Material shown |

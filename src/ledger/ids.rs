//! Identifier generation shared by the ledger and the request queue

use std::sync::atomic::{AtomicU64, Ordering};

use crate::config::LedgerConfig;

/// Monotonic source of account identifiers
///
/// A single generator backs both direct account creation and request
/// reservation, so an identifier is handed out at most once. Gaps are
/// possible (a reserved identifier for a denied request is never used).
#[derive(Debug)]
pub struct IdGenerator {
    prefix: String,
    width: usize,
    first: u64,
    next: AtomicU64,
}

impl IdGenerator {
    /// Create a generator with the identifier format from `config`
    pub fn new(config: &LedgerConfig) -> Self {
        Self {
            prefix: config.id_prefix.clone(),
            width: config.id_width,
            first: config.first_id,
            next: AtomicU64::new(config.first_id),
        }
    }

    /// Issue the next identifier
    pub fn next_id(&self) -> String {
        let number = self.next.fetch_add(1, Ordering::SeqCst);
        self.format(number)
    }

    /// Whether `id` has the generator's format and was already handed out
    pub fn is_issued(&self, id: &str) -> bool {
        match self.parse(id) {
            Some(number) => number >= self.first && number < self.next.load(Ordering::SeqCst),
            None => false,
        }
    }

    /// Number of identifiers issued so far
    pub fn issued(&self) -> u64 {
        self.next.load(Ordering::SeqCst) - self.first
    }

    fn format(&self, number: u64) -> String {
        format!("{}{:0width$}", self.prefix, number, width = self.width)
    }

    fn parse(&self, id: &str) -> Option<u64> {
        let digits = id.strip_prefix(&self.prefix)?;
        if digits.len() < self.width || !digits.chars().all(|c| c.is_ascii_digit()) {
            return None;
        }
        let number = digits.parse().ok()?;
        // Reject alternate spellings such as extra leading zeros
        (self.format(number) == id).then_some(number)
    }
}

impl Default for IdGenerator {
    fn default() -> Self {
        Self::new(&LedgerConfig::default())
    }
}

==

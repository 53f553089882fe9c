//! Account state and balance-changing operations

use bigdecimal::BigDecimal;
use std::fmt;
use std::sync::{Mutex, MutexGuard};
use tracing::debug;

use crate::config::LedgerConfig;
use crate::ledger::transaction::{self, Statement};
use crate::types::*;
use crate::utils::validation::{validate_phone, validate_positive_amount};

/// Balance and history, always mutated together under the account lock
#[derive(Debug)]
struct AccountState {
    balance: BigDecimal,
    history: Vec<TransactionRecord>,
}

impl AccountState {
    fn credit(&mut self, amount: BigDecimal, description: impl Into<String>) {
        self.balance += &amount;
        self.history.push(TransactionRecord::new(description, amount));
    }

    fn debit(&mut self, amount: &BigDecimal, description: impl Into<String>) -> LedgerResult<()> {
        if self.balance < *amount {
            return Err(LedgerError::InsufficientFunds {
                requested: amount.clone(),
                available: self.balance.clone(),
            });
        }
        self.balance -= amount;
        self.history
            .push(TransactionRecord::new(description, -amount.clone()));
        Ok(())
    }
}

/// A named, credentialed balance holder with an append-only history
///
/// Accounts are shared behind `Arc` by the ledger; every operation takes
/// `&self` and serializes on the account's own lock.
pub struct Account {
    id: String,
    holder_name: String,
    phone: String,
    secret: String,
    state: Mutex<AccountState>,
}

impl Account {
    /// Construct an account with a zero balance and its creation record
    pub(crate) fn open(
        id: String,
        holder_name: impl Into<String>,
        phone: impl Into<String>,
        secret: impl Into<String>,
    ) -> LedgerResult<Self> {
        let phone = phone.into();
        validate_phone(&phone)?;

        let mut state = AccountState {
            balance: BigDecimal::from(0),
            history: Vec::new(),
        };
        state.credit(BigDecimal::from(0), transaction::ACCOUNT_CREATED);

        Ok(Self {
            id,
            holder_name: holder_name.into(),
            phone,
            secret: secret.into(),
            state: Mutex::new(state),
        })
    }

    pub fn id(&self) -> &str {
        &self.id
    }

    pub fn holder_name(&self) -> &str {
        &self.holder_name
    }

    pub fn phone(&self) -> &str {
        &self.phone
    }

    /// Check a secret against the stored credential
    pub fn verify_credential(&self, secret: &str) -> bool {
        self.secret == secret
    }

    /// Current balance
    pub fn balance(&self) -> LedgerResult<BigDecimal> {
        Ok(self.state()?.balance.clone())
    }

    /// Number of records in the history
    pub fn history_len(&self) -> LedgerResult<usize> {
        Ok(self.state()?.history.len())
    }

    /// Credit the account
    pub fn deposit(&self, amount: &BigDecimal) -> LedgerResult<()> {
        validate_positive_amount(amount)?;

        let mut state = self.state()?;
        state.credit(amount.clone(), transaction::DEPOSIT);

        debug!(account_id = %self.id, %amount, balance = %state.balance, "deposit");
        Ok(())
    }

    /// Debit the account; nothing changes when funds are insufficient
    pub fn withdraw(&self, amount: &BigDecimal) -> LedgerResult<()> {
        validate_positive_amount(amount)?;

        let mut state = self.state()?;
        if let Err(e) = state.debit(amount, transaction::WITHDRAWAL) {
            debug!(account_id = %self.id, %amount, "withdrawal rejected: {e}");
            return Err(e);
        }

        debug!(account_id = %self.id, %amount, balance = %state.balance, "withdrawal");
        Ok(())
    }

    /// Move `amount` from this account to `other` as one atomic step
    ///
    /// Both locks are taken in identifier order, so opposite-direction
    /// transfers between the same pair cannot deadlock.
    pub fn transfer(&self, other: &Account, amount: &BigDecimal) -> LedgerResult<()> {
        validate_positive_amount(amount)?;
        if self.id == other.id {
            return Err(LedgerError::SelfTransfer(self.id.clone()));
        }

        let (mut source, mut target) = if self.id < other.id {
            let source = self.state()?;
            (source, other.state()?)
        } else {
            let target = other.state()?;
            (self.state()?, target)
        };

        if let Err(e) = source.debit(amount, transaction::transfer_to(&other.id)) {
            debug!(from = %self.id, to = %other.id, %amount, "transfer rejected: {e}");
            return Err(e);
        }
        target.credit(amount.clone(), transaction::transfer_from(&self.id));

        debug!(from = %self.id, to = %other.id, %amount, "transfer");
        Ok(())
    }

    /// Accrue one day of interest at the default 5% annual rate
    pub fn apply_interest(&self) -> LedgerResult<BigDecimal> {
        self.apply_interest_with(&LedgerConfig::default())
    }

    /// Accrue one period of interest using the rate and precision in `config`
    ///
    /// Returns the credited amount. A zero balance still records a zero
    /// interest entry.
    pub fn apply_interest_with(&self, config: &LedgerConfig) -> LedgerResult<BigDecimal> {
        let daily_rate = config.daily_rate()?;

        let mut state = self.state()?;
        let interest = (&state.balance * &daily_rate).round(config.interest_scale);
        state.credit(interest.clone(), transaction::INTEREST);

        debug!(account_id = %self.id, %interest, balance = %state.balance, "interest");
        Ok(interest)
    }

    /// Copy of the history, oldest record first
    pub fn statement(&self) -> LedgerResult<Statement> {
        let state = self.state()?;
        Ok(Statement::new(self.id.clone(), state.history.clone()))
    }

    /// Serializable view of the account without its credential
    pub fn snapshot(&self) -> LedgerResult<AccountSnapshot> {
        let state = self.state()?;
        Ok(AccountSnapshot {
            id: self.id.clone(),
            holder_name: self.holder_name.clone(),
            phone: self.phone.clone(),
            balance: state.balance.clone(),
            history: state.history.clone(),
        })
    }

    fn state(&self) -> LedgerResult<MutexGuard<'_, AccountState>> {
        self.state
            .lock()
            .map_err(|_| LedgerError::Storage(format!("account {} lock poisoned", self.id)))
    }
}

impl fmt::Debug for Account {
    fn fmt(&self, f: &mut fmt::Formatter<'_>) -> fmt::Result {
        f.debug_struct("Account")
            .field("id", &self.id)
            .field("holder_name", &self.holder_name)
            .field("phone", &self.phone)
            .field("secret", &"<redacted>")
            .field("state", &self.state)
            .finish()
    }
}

==

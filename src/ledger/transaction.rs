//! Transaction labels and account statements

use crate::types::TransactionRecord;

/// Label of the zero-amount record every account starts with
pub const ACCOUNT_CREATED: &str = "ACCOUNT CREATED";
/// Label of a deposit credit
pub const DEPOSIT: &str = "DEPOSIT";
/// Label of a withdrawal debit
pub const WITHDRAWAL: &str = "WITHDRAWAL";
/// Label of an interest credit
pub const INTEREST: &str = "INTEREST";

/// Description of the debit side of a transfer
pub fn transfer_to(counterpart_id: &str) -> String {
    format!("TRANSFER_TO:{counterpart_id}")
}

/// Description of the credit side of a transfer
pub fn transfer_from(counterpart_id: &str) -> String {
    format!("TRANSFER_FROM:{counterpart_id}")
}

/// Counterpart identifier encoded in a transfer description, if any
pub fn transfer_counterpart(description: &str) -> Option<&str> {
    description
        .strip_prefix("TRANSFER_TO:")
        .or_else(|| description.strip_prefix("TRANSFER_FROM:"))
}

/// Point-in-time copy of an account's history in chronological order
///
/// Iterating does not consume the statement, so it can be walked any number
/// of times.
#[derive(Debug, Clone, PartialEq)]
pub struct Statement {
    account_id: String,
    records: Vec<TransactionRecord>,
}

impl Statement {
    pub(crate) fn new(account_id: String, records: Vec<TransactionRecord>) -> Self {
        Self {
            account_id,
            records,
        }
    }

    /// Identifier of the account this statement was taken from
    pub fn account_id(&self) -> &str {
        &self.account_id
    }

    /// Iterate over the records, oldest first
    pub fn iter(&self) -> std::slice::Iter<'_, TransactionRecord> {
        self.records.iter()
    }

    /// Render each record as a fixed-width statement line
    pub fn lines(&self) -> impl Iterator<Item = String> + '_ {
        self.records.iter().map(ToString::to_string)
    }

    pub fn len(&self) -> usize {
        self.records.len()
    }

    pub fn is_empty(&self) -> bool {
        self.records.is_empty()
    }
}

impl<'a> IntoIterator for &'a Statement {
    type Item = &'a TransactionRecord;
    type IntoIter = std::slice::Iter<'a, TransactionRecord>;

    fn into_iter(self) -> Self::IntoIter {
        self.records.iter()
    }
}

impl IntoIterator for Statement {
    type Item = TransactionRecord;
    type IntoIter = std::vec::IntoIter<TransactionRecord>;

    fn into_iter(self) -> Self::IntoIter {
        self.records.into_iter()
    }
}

Aim of the exercise | From the material above, set down exactly the lines between the line holding "filename src/ledger/ids.rs" and the line holding "creation and request", inclusive. Include nothing else.

Exercise answer |
filename src/ledger/ids.rs
//! Identifier generation shared by the ledger and the request queue

use std::sync::atomic::{AtomicU64, Ordering};

use crate::config::LedgerConfig;

/// Monotonic source of account identifiers
///
/// A single generator backs both direct account creation and request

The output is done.